Another task of this study is consideration of basic amino acid concentration in the course of its salts conversion into free amino acid with simultaneous concentration. Such task appears at the last stage of amino acid chemical synthesis. Chemical synthesis allows to produce only racemate. So it is necessary to recover L-form. Separation of racemate is carried out taking into account different solubility of D- and L-forms salts which are formed in the reaction of racemate with tartaric acids. At the final stage of the process it is necessary to convert salt into basic amino acid. This task has been solved by the ion-exchange method that requires the solutions of acids and bases for regeneration.
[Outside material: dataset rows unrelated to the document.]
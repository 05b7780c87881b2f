//! redb-backed store
//!
//! # Tables
//!
//! | Table | Key | Value |
//! |-------|-----|-------|
//! | `credentials` | username | JSON `Credential` |
//! | `items` | item id | JSON `CatalogItem` |
//! | `orders` | order id | JSON `Order` |
//!
//! Values are JSON-serialized; redb write transactions are serialized
//! against each other, which is what gives `atomic_update` its
//! no-interleaving guarantee. Commits are durable when `commit()`
//! returns (copy-on-write with atomic pointer swap), so a power cut
//! never leaves the database torn between a stock decrement and its
//! order.

use std::path::Path;
use std::sync::Arc;

use redb::{Database, ReadableDatabase, ReadableTable, TableDefinition};
use shared::{CatalogItem, Credential, Order, OrderStatus};

use super::{AtomicUpdate, CredentialStore, ItemStore, OrderStore, StorageResult};

const CREDENTIALS_TABLE: TableDefinition<&str, &[u8]> = TableDefinition::new("credentials");
const ITEMS_TABLE: TableDefinition<&str, &[u8]> = TableDefinition::new("items");
const ORDERS_TABLE: TableDefinition<&str, &[u8]> = TableDefinition::new("orders");

/// Store backed by an embedded redb database
#[derive(Clone)]
pub struct RedbStore {
    db: Arc<Database>,
}

impl RedbStore {
    /// Open or create the database at the given path
    pub fn open(path: impl AsRef<Path>) -> StorageResult<Self> {
        let db = Database::create(path)?;
        Self::init_tables(db)
    }

    /// Open an in-memory database (tests, ephemeral runs)
    pub fn open_in_memory() -> StorageResult<Self> {
        let db = Database::builder().create_with_backend(redb::backends::InMemoryBackend::new())?;
        Self::init_tables(db)
    }

    fn init_tables(db: Database) -> StorageResult<Self> {
        // Create all tables up front so reads never hit a missing table
        let write_txn = db.begin_write()?;
        {
            let _ = write_txn.open_table(CREDENTIALS_TABLE)?;
            let _ = write_txn.open_table(ITEMS_TABLE)?;
            let _ = write_txn.open_table(ORDERS_TABLE)?;
        }
        write_txn.commit()?;

        Ok(Self { db: Arc::new(db) })
    }

    fn read_one<T: serde::de::DeserializeOwned>(
        &self,
        table: TableDefinition<&str, &[u8]>,
        key: &str,
    ) -> StorageResult<Option<T>> {
        let read_txn = self.db.begin_read()?;
        let table = read_txn.open_table(table)?;
        match table.get(key)? {
            Some(guard) => Ok(Some(serde_json::from_slice(guard.value())?)),
            None => Ok(None),
        }
    }

    fn read_all<T: serde::de::DeserializeOwned>(
        &self,
        table: TableDefinition<&str, &[u8]>,
    ) -> StorageResult<Vec<T>> {
        let read_txn = self.db.begin_read()?;
        let table = read_txn.open_table(table)?;
        let mut out = Vec::new();
        for entry in table.iter()? {
            let (_, value) = entry?;
            out.push(serde_json::from_slice(value.value())?);
        }
        Ok(out)
    }

    fn write_one<T: serde::Serialize>(
        &self,
        table: TableDefinition<&str, &[u8]>,
        key: &str,
        value: &T,
    ) -> StorageResult<()> {
        let serialized = serde_json::to_vec(value)?;
        let write_txn = self.db.begin_write()?;
        {
            let mut table = write_txn.open_table(table)?;
            table.insert(key, serialized.as_slice())?;
        }
        write_txn.commit()?;
        Ok(())
    }
}

impl CredentialStore for RedbStore {
    fn insert(&self, credential: &Credential) -> StorageResult<()> {
        let serialized = serde_json::to_vec(credential)?;
        let write_txn = self.db.begin_write()?;
        {
            let mut table = write_txn.open_table(CREDENTIALS_TABLE)?;
            if table.get(credential.username.as_str())?.is_some() {
                return Err(super::StorageError::Duplicate(credential.username.clone()));
            }
            table.insert(credential.username.as_str(), serialized.as_slice())?;
        }
        write_txn.commit()?;
        Ok(())
    }

    fn find_by_username(&self, username: &str) -> StorageResult<Option<Credential>> {
        self.read_one(CREDENTIALS_TABLE, username)
    }

    fn find_by_id(&self, id: &str) -> StorageResult<Option<Credential>> {
        // Credentials are keyed by username; id lookups scan. The
        // credential table is small (staff accounts), so no index table.
        let all: Vec<Credential> = self.read_all(CREDENTIALS_TABLE)?;
        Ok(all.into_iter().find(|c| c.id == id))
    }

    fn list(&self) -> StorageResult<Vec<Credential>> {
        let mut all: Vec<Credential> = self.read_all(CREDENTIALS_TABLE)?;
        all.sort_by(|a, b| b.created_at.cmp(&a.created_at));
        Ok(all)
    }
}

impl ItemStore for RedbStore {
    fn get(&self, id: &str) -> StorageResult<Option<CatalogItem>> {
        self.read_one(ITEMS_TABLE, id)
    }

    fn list(&self) -> StorageResult<Vec<CatalogItem>> {
        let mut all: Vec<CatalogItem> = self.read_all(ITEMS_TABLE)?;
        all.sort_by(|a, b| a.name.cmp(&b.name));
        Ok(all)
    }

    fn put(&self, item: &CatalogItem) -> StorageResult<()> {
        self.write_one(ITEMS_TABLE, &item.id, item)
    }

    fn delete(&self, id: &str) -> StorageResult<bool> {
        let write_txn = self.db.begin_write()?;
        let removed = {
            let mut table = write_txn.open_table(ITEMS_TABLE)?;
            table.remove(id)?.is_some()
        };
        write_txn.commit()?;
        Ok(removed)
    }

    fn atomic_update(
        &self,
        id: &str,
        apply: &mut dyn FnMut(&mut CatalogItem) -> bool,
    ) -> StorageResult<AtomicUpdate> {
        let write_txn = self.db.begin_write()?;
        let outcome = {
            let mut table = write_txn.open_table(ITEMS_TABLE)?;
            let current: Option<CatalogItem> = match table.get(id)? {
                Some(guard) => Some(serde_json::from_slice(guard.value())?),
                None => None,
            };
            match current {
                None => AtomicUpdate::Missing,
                Some(mut item) => {
                    if apply(&mut item) {
                        let serialized = serde_json::to_vec(&item)?;
                        table.insert(id, serialized.as_slice())?;
                        AtomicUpdate::Committed
                    } else {
                        AtomicUpdate::Aborted
                    }
                }
            }
        };
        match outcome {
            AtomicUpdate::Committed => write_txn.commit()?,
            // Nothing written; drop the transaction without touching disk
            AtomicUpdate::Aborted | AtomicUpdate::Missing => write_txn.abort()?,
        }
        Ok(outcome)
    }
}

impl OrderStore for RedbStore {
    fn insert(&self, order: &Order) -> StorageResult<()> {
        self.write_one(ORDERS_TABLE, &order.id, order)
    }

    fn get(&self, id: &str) -> StorageResult<Option<Order>> {
        self.read_one(ORDERS_TABLE, id)
    }

    fn list(&self) -> StorageResult<Vec<Order>> {
        let mut all: Vec<Order> = self.read_all(ORDERS_TABLE)?;
        all.sort_by(|a, b| b.created_at.cmp(&a.created_at));
        Ok(all)
    }

    fn set_status(&self, id: &str, status: OrderStatus) -> StorageResult<Option<Order>> {
        let write_txn = self.db.begin_write()?;
        let updated = {
            let mut table = write_txn.open_table(ORDERS_TABLE)?;
            let current: Option<Order> = match table.get(id)? {
                Some(guard) => Some(serde_json::from_slice(guard.value())?),
                None => None,
            };
            match current {
                None => None,
                Some(mut order) => {
                    order.status = status;
                    let serialized = serde_json::to_vec(&order)?;
                    table.insert(id, serialized.as_slice())?;
                    Some(order)
                }
            }
        };
        write_txn.commit()?;
        Ok(updated)
    }
}
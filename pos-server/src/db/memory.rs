//! In-memory store
//!
//! dashmap-backed implementation of the store traits. Used by the test
//! suite and available as a backend for ephemeral deployments.
//! `atomic_update` holds the item's shard write lock for the duration of
//! the closure, which serializes same-item updates exactly like a redb
//! write transaction does.

use dashmap::DashMap;
use shared::{CatalogItem, Credential, Order, OrderStatus};

use super::{AtomicUpdate, CredentialStore, ItemStore, OrderStore, StorageError, StorageResult};

/// Store backed by concurrent hash maps
#[derive(Debug, Default)]
pub struct MemoryStore {
    credentials: DashMap<String, Credential>,
    items: DashMap<String, CatalogItem>,
    orders: DashMap<String, Order>,
}

impl MemoryStore {
    pub fn new() -> Self {
        Self::default()
    }
}

impl CredentialStore for MemoryStore {
    fn insert(&self, credential: &Credential) -> StorageResult<()> {
        use dashmap::mapref::entry::Entry;
        match self.credentials.entry(credential.username.clone()) {
            Entry::Occupied(_) => Err(StorageError::Duplicate(credential.username.clone())),
            Entry::Vacant(slot) => {
                slot.insert(credential.clone());
                Ok(())
            }
        }
    }

    fn find_by_username(&self, username: &str) -> StorageResult<Option<Credential>> {
        Ok(self.credentials.get(username).map(|c| c.clone()))
    }

    fn find_by_id(&self, id: &str) -> StorageResult<Option<Credential>> {
        Ok(self
            .credentials
            .iter()
            .find(|c| c.id == id)
            .map(|c| c.clone()))
    }

    fn list(&self) -> StorageResult<Vec<Credential>> {
        let mut all: Vec<Credential> = self.credentials.iter().map(|c| c.clone()).collect();
        all.sort_by(|a, b| b.created_at.cmp(&a.created_at));
        Ok(all)
    }
}

impl ItemStore for MemoryStore {
    fn get(&self, id: &str) -> StorageResult<Option<CatalogItem>> {
        Ok(self.items.get(id).map(|i| i.clone()))
    }

    fn list(&self) -> StorageResult<Vec<CatalogItem>> {
        let mut all: Vec<CatalogItem> = self.items.iter().map(|i| i.clone()).collect();
        all.sort_by(|a, b| a.name.cmp(&b.name));
        Ok(all)
    }

    fn put(&self, item: &CatalogItem) -> StorageResult<()> {
        self.items.insert(item.id.clone(), item.clone());
        Ok(())
    }

    fn delete(&self, id: &str) -> StorageResult<bool> {
        Ok(self.items.remove(id).is_some())
    }

    fn atomic_update(
        &self,
        id: &str,
        apply: &mut dyn FnMut(&mut CatalogItem) -> bool,
    ) -> StorageResult<AtomicUpdate> {
        // get_mut pins the entry's write lock across the closure
        let Some(mut entry) = self.items.get_mut(id) else {
            return Ok(AtomicUpdate::Missing);
        };

        let mut candidate = entry.clone();
        if apply(&mut candidate) {
            *entry = candidate;
            Ok(AtomicUpdate::Committed)
        } else {
            Ok(AtomicUpdate::Aborted)
        }
    }
}

impl OrderStore for MemoryStore {
    fn insert(&self, order: &Order) -> StorageResult<()> {
        self.orders.insert(order.id.clone(), order.clone());
        Ok(())
    }

    fn get(&self, id: &str) -> StorageResult<Option<Order>> {
        Ok(self.orders.get(id).map(|o| o.clone()))
    }

    fn list(&self) -> StorageResult<Vec<Order>> {
        let mut all: Vec<Order> = self.orders.iter().map(|o| o.clone()).collect();
        all.sort_by(|a, b| b.created_at.cmp(&a.created_at));
        Ok(all)
    }

    fn set_status(&self, id: &str, status: OrderStatus) -> StorageResult<Option<Order>> {
        match self.orders.get_mut(id) {
            Some(mut order) => {
                order.status = status;
                Ok(Some(order.clone()))
            }
            None => Ok(None),
        }
    }
}

#[cfg(test)]
mod tests {
    use super::*;
    use chrono::Utc;
    use rust_decimal::Decimal;
    use shared::{Category, Role};

    #[test]
    fn test_duplicate_username_rejected() {
        let store = MemoryStore::new();
        let cred = Credential {
            id: "1".to_string(),
            username: "bob".to_string(),
            password_hash: "h".to_string(),
            role: Role::Cashier,
            created_at: Utc::now(),
        };
        CredentialStore::insert(&store, &cred).unwrap();
        assert!(matches!(
            CredentialStore::insert(&store, &cred),
            Err(StorageError::Duplicate(_))
        ));
    }

    #[test]
    fn test_atomic_update_abort_leaves_item_unchanged() {
        let store = MemoryStore::new();
        store
            .put(&CatalogItem {
                id: "a".to_string(),
                name: "Coffee".to_string(),
                category: Category::Drinks,
                price: Decimal::new(300, 2),
                available_quantity: 4,
                is_available: true,
                image_ref: None,
                created_at: Utc::now(),
            })
            .unwrap();

        let outcome = store
            .atomic_update("a", &mut |item| {
                item.available_quantity = 0;
                false
            })
            .unwrap();
        assert_eq!(outcome, AtomicUpdate::Aborted);
        assert_eq!(
            ItemStore::get(&store, "a").unwrap().unwrap().available_quantity,
            4
        );
    }
}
The suggested procedure using electrodialysis with bipolar membranes is non reagent, advisable from ecological point of view and it can be used for the recovery of basic amino acid obtained in the course of chemical synthesis [38-39] Bipolar membranes generate hydrogen ions recharging basic amino acid into doubly charged and single-charged cations which transfer through the cation-exchange membrane being free of tartaric acid. Tartaric acid can be returned from even-numbered compartments to the stage of racemate separation. The solution of pure basic amino acid has been collected from all non-even numbered compartments which had no flow through in order to concentrate the product. The influence of current density on the concentration factor is shown in the Table 3 for electrodialysis of arginine tartrates solutions with alternating MK-40/MB-3 membranes. Table 3. The dependence of concentration factor on the current density during the electrodialysis of arginine tartrates solutions i, mA/cm2 2 4 6 8 10

Concentration Factor 22 32 38 42 44

Arginine: Physico-Chemical Properties, Interactions, Recovery…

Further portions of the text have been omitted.